(Saved entries)
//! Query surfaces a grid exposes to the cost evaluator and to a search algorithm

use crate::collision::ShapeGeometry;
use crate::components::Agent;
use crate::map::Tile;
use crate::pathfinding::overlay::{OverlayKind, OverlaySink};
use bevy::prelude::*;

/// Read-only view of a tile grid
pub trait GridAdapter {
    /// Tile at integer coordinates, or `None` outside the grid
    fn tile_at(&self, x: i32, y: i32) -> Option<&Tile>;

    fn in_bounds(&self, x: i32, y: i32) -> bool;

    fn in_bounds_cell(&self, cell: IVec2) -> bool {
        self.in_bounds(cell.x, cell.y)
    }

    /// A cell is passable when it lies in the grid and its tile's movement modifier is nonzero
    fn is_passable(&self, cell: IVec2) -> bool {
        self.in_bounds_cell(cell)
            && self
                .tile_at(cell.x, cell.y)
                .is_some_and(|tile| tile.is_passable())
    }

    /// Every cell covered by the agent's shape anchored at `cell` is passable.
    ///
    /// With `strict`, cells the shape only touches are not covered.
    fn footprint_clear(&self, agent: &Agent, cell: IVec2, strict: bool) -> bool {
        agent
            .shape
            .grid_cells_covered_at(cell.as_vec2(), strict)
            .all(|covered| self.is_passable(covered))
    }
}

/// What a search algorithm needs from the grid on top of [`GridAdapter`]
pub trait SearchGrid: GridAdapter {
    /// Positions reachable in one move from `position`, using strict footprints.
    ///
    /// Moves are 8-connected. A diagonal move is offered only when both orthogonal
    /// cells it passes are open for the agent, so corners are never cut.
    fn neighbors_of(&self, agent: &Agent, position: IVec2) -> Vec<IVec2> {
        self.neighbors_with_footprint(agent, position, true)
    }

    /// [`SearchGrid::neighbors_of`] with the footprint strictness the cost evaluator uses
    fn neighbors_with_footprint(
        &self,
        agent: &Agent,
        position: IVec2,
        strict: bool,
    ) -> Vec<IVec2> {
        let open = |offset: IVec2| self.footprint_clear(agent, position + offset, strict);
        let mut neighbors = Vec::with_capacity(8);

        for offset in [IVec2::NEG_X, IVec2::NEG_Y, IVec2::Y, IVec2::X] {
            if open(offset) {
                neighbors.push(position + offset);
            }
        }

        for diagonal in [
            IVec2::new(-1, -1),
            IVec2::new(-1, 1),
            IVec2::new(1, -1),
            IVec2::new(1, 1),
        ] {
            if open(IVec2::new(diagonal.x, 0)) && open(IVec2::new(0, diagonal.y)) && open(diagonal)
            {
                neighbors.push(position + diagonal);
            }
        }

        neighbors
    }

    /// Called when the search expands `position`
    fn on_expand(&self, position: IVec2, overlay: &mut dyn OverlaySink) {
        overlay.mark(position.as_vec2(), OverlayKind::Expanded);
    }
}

REQUIREMENT >> Every record must be transcribed precisely, down to the last character.

FINISHED TASK >>
//! Query surfaces a grid exposes to the cost evaluator and to a search algorithm

use crate::collision::ShapeGeometry;
use crate::components::Agent;
use crate::map::Tile;
use crate::pathfinding::overlay::{OverlayKind, OverlaySink};
use bevy::prelude::*;

/// Read-only view of a tile grid
pub trait GridAdapter {
    /// Tile at integer coordinates, or `None` outside the grid
    fn tile_at(&self, x: i32, y: i32) -> Option<&Tile>;

    fn in_bounds(&self, x: i32, y: i32) -> bool;

    fn in_bounds_cell(&self, cell: IVec2) -> bool {
        self.in_bounds(cell.x, cell.y)
    }

    /// A cell is passable when it lies in the grid and its tile's movement modifier is nonzero
    fn is_passable(&self, cell: IVec2) -> bool {
        self.in_bounds_cell(cell)
            && self
                .tile_at(cell.x, cell.y)
                .is_some_and(|tile| tile.is_passable())
    }

    /// Every cell covered by the agent's shape anchored at `cell` is passable.
    ///
    /// With `strict`, cells the shape only touches are not covered.
    fn footprint_clear(&self, agent: &Agent, cell: IVec2, strict: bool) -> bool {
        agent
            .shape
            .grid_cells_covered_at(cell.as_vec2(), strict)
            .all(|covered| self.is_passable(covered))
    }
}

/// What a search algorithm needs from the grid on top of [`GridAdapter`]
pub trait SearchGrid: GridAdapter {
    /// Positions reachable in one move from `position`, using strict footprints.
    ///
    /// Moves are 8-connected. A diagonal move is offered only when both orthogonal
    /// cells it passes are open for the agent, so corners are never cut.
    fn neighbors_of(&self, agent: &Agent, position: IVec2) -> Vec<IVec2> {
        self.neighbors_with_footprint(agent, position, true)
    }

    /// [`SearchGrid::neighbors_of`] with the footprint strictness the cost evaluator uses
    fn neighbors_with_footprint(
        &self,
        agent: &Agent,
        position: IVec2,
        strict: bool,
    ) -> Vec<IVec2> {
        let open = |offset: IVec2| self.footprint_clear(agent, position + offset, strict);
        let mut neighbors = Vec::with_capacity(8);

        for offset in [IVec2::NEG_X, IVec2::NEG_Y, IVec2::Y, IVec2::X] {
            if open(offset) {
                neighbors.push(position + offset);
            }
        }

        for diagonal in [
            IVec2::new(-1, -1),
            IVec2::new(-1, 1),
            IVec2::new(1, -1),
            IVec2::new(1, 1),
        ] {
            if open(IVec2::new(diagonal.x, 0)) && open(IVec2::new(0, diagonal.y)) && open(diagonal)
            {
                neighbors.push(position + diagonal);
            }
        }

        neighbors
    }

    /// Called when the search expands `position`
    fn on_expand(&self, position: IVec2, overlay: &mut dyn OverlaySink) {
        overlay.mark(position.as_vec2(), OverlayKind::Expanded);
    }
}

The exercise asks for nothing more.